Per non parlare di un lavoro di Emblema, che a me piace, e parecchio anche, alla faccia di tutti i suoi detrattori. Non me ne frega niente se vale tanto o poco, se varrà tanto o poco. Mi piace l'idea che ha rincorso ed alla fine afferrato (la luce che passa attraverso, non scivola sopra), mi piace l'uso del catrame, denso, viscoso, nero, gettato apparentemente in modo casuale su quella superficie eternamente grezza. Ne ho uno, verticale, un Emblema classico, ben detessuto con tutto il suo gioco di catrami sopra, e una riga in centro, orizzontale, forte, rossa di un bel rosso Rothko. Una macchia vitale. Mica avrà un verso una tela detessuta? Una riga rossa sarà pur sempre una riga rossa, sia verticale che orizzontale?

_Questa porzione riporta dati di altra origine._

//! # duplexrpc
//!
//! The wire format of a small RPC protocol for queries, mutations and
//! push-style subscriptions over any ordered, bidirectional text transport.
//!
//! ## Architecture
//!
//! - **Envelopes**: four tagged message kinds, split by direction
//!   ([`ClientEnvelope`], [`ServerEnvelope`]).
//! - **Codec**: a [`Transformer`] turns value trees into frames; [`Json`] is the default.
//!
//! Routing, connection state and reconnection live in `duplexrun`; this crate
//! only knows how to build and validate frames.

pub mod codec;
pub mod envelope;
pub mod error;

pub use codec::Json;
pub use codec::Transformer;
pub use envelope::CancelEnvelope;
pub use envelope::ClientEnvelope;
pub use envelope::EventEnvelope;
pub use envelope::ProtocolTag;
pub use envelope::RequestEnvelope;
pub use envelope::ResponseEnvelope;
pub use envelope::RouteType;
pub use envelope::RpcResult;
pub use envelope::ServerEnvelope;
pub use envelope::PROTOCOL;
pub use error::Error;
pub use error::Result;

#[cfg(test)]
mod tests;
//! # Transport Abstraction
//!
//! A minimal, async interface for moving text frames between peers.
//!
//! ## Philosophy
//!
//! - **Frame-Oriented**: The Transport knows nothing about envelopes, routes or ids.
//!   It moves opaque strings, in order.
//! - **Duplex**: Sending and receiving are independent. Request/response and
//!   subscriptions are built on top of this, not defined here.
//! - **Closed is terminal**: `recv` yielding `Ok(None)` is the one and only
//!   "connection closed" notification.
//! - **Resets are optional**: only adapters that silently re-establish their
//!   medium (see [`websocket::WebSocketLink`]) report resets.

use std::fmt;

use tokio::sync::broadcast;
use tokio::sync::watch;

pub mod channel;
pub mod stream;
pub mod websocket;

pub use channel::ChannelTransport;
pub use stream::StreamTransport;
pub use websocket::WebSocketAdapter;
pub use websocket::WebSocketLink;
pub use websocket::WebSocketLinkOptions;

/// Errors that occur at the network/transport layer.
#[derive(Debug, Clone, PartialEq, Eq)]
pub enum Error {
    /// The peer is unreachable or the connection was dropped.
    ConnectionLost(String),
    /// The transport was closed deliberately.
    Closed,
    /// A length-prefixed frame announced more bytes than allowed.
    FrameTooLarge { len: usize, max: usize },
    /// A frame was not valid UTF-8.
    InvalidUtf8,
    /// Generic I/O error.
    Io(String),
    /// WebSocket protocol failure.
    WebSocket(String),
}

impl fmt::Display for Error {
    fn fmt(&self, f: &mut fmt::Formatter<'_>) -> fmt::Result {
        match self {
            Self::ConnectionLost(msg) => write!(f, "Connection lost: {}", msg),
            Self::Closed => write!(f, "Transport closed"),
            Self::FrameTooLarge { len, max } => {
                write!(f, "Frame of {} bytes exceeds the {} byte limit", len, max)
            }
            Self::InvalidUtf8 => write!(f, "Frame is not valid UTF-8"),
            Self::Io(msg) => write!(f, "I/O error: {}", msg),
            Self::WebSocket(msg) => write!(f, "WebSocket error: {}", msg),
        }
    }
}

impl std::error::Error for Error {}

impl From<std::io::Error> for Error {
    fn from(e: std::io::Error) -> Self {
        Self::Io(e.to_string())
    }
}

impl From<tokio_tungstenite::tungstenite::Error> for Error {
    fn from(e: tokio_tungstenite::tungstenite::Error) -> Self {
        Self::WebSocket(e.to_string())
    }
}

pub type Result<T> = std::result::Result<T, Error>;

/// An ordered, bidirectional channel of text frames.
///
/// This trait is designed to be object-safe (`Arc<dyn Transport>`).
#[async_trait::async_trait]
pub trait Transport: Send + Sync + 'static {
    /// Sends one frame. May suspend until the medium accepts it.
    ///
    /// # invariants
    /// - Frames are delivered to the peer in the order `send` completed.
    /// - Should not interpret the payload content (e.g. no JSON parsing).
    async fn send(&self, frame: &str) -> Result<()>;

    /// Waits for the next inbound frame.
    ///
    /// Returns `Ok(None)` once the connection is closed; every later call does the same.
    async fn recv(&self) -> Result<Option<String>>;

    /// Closes the transport deliberately. Idempotent.
    async fn close(&self);

    /// A notification stream firing each time the underlying connection was
    /// silently replaced. `None` for transports that never reconnect.
    fn resets(&self) -> Option<broadcast::Receiver<()>> {
        None
    }
}

/// Resolves once a `closed` flag flips to `true` (or its sender is gone).
pub(crate) async fn wait_closed(closed: &mut watch::Receiver<bool>) {
    let _ = closed.wait_for(|closed| *closed).await;
}
//! # Call Proxy
//!
//! Path-building front end over [`Client`]: segments are accumulated one at a
//! time and a terminal verb decides what kind of call is made.
//!
//! ```ignore
//! let user = client.rpc().at("users").at("get").query(json!({"id": 7})).await?;
//! let updates = client.rpc().at("users").at("changes").subscribe_stream(())?;
//! let same = client.invoke(&["users", "get", "query"], json!({"id": 7})).await?;
//! ```
//!
//! Verbs map onto route kinds: `query` → query, `mutate` → mutation,
//! `subscribe` → subscription.

use std::fmt;
use std::str::FromStr;

use duplexrpc::RouteType;
use serde::Serialize;
use serde_json::Value;

use crate::client::Client;
use crate::client::Error;
use crate::client::Result;
use crate::client::SubscriptionHandle;
use crate::client::SubscriptionOptions;
use crate::client::SubscriptionStream;
use crate::client::to_input;

#[derive(Clone, Copy, Debug, PartialEq, Eq)]
pub enum Verb {
    Query,
    Mutate,
    Subscribe,
}

impl Verb {
    pub fn as_str(&self) -> &'static str {
        match self {
            Self::Query => "query",
            Self::Mutate => "mutate",
            Self::Subscribe => "subscribe",
        }
    }

    pub fn route_type(&self) -> RouteType {
        match self {
            Self::Query => RouteType::Query,
            Self::Mutate => RouteType::Mutation,
            Self::Subscribe => RouteType::Subscription,
        }
    }
}

impl fmt::Display for Verb {
    fn fmt(&self, f: &mut fmt::Formatter<'_>) -> fmt::Result {
        f.write_str(self.as_str())
    }
}

impl FromStr for Verb {
    type Err = Error;

    fn from_str(s: &str) -> Result<Self> {
        match s {
            "query" => Ok(Self::Query),
            "mutate" => Ok(Self::Mutate),
            "subscribe" => Ok(Self::Subscribe),
            other => Err(Error::InvalidVerb(other.to_owned())),
        }
    }
}

/// A route path under construction.
#[derive(Clone)]
pub struct RoutePath<'a> {
    client: &'a Client,
    path: Vec<String>,
}

impl<'a> RoutePath<'a> {
    pub fn at(mut self, segment: impl Into<String>) -> Self {
        self.path.push(segment.into());
        self
    }

    pub fn path(&self) -> &[String] {
        &self.path
    }

    pub async fn query(self, input: impl Serialize) -> Result<Value> {
        self.client.request(self.path, RouteType::Query, to_input(input)?).await
    }

    pub async fn mutate(self, input: impl Serialize) -> Result<Value> {
        self.client.request(self.path, RouteType::Mutation, to_input(input)?).await
    }

    pub fn subscribe(self, input: impl Serialize, options: SubscriptionOptions) -> Result<SubscriptionHandle> {
        self.client.start_subscription(self.path, to_input(input)?, options)
    }

    pub fn subscribe_stream(self, input: impl Serialize) -> Result<SubscriptionStream> {
        self.client.start_stream(self.path, to_input(input)?)
    }
}

impl fmt::Debug for RoutePath<'_> {
    fn fmt(&self, f: &mut fmt::Formatter<'_>) -> fmt::Result {
        f.debug_tuple("RoutePath").field(&self.path.join("/")).finish()
    }
}

/// Result of [`Client::invoke`].
#[derive(Debug)]
pub enum Invocation {
    Data(Value),
    Subscription(SubscriptionStream),
}

impl Client {
    /// Starts an empty route path.
    pub fn rpc(&self) -> RoutePath<'_> {
        RoutePath { client: self, path: Vec::new() }
    }

    /// Calls `path_with_verb[..n-1]` using the verb named by the last segment.
    pub async fn invoke(&self, path_with_verb: &[&str], input: Value) -> Result<Invocation> {
        let Some((verb, segments)) = path_with_verb.split_last() else {
            return Err(Error::InvalidVerb(String::new()));
        };

        let path = segments
            .iter()
            .fold(self.rpc(), |path, segment| path.at(*segment));

        match verb.parse::<Verb>()? {
            Verb::Query => path.query(input).await.map(Invocation::Data),
            Verb::Mutate => path.mutate(input).await.map(Invocation::Data),
            Verb::Subscribe => path.subscribe_stream(input).map(Invocation::Subscription),
        }
    }
}

#[cfg(test)]
mod tests {
    use super::*;

    #[test]
    fn test_verbs_parse() {
        assert_eq!("query".parse::<Verb>().unwrap(), Verb::Query);
        assert_eq!("mutate".parse::<Verb>().unwrap().route_type(), RouteType::Mutation);
        assert_eq!("subscribe".parse::<Verb>().unwrap().route_type(), RouteType::Subscription);
    }

    #[test]
    fn test_unknown_verb_message() {
        let err = "mutation".parse::<Verb>().unwrap_err();
        assert_eq!(err, Error::InvalidVerb("mutation".into()));
        assert_eq!(
            err.to_string(),
            "Invalid route verb \"mutation\", should be one of query, mutate, subscribe"
        );
    }
}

Idem come per il Balsamo, l'avevamo girato di novanta gradi: un quadro senza un verso appeso orizzontale ad un muro di biopietra, quelle piastrelle che si applicano con la colla alle pareti e ti fanno l'effetto-sasso, così attraverso la detessitura le vedi. E la sua riga rossa verticale, come una freccia sparata al cielo, o a terra, a seconda dell'umore. Razionalmente mi andava l'idea che stesse lì, ma dentro invece mi stonava da matti. 
Oggi abbiamo ripristinato l'equilibrio naturale dei nostri quadri astratti. E la casa respira. Perchè è pazzesco scoprire l'armonia intrinseca nelle cose, non puoi pretendere di farla girare a modo tuo. L'astrazione vera è difficile da capire e ancor più da fare, è uno step oltre l'albero, la barca, il ritratto della nonna. Ho guardato dei quadri girati di novanta gradi e mi è piombato addosso tutto Kandinskij, che viveva i colori come note, le forme come suoni, e dipingeva intere sinfonie con il pennello, senza che nessuno osasse leggerle al contrario. Sinfonie mute, da ascoltare con gli occhi. Gli ho anche chiesto scusa col pensiero. E' qualcosa che va oltre l'oggettivo: è così e basta. In un senso funziona, nell'altro no. In un senso ti avvolge di cromie come di seta preziosa e morbida, nell'altro te le spara addosso con cattiveria. In un senso canta, nell'altro urla. Non sono riuscita a capire razionalmente come funziona, ma è un dato di fatto: non si può piegare l'arte ai propri umori. Devi tu assecondare i suoi, e lasciarla fare. Improvvisamente scopri che va tutto per il verso giusto.

"Sguardi" opposti

Il mio nuovo venditore non sta andando molto bene. Probabilmente non è neanche colpa sua, oggigiorno continuare a fare questo mestiere è una prova di coraggio. Non parlo del mio mestiere di Agente, che sta in effetti su un piano diverso, parlo dei nostri sottoposti, quelli che - in teoria - dovrebbero galoppare dalla mattina alla sera bussando a porte sempre più chiuse, parlando fino a fiaccarsi con visi sempre più torvi, e guadagnando la metà di quanto guadagno io a parità di affare (perchè quello passiamo, Euro più Euro meno, ai nostri Subagenti). E' vero che non ha nè mie responsabilità nè i miei obblighi, e tanto meno i miei costi, neanche lontanamente, però mi rendo conto che se spesso faccio fatica a far quadrare i conti io con la provvigione piena, può essere un problema farli quadrare con la retrocessione al cinquanta (soprattutto se si considera che con quello che c'è qua fuori la pratica più diffusa per tenersi i Clienti è l'abbuono).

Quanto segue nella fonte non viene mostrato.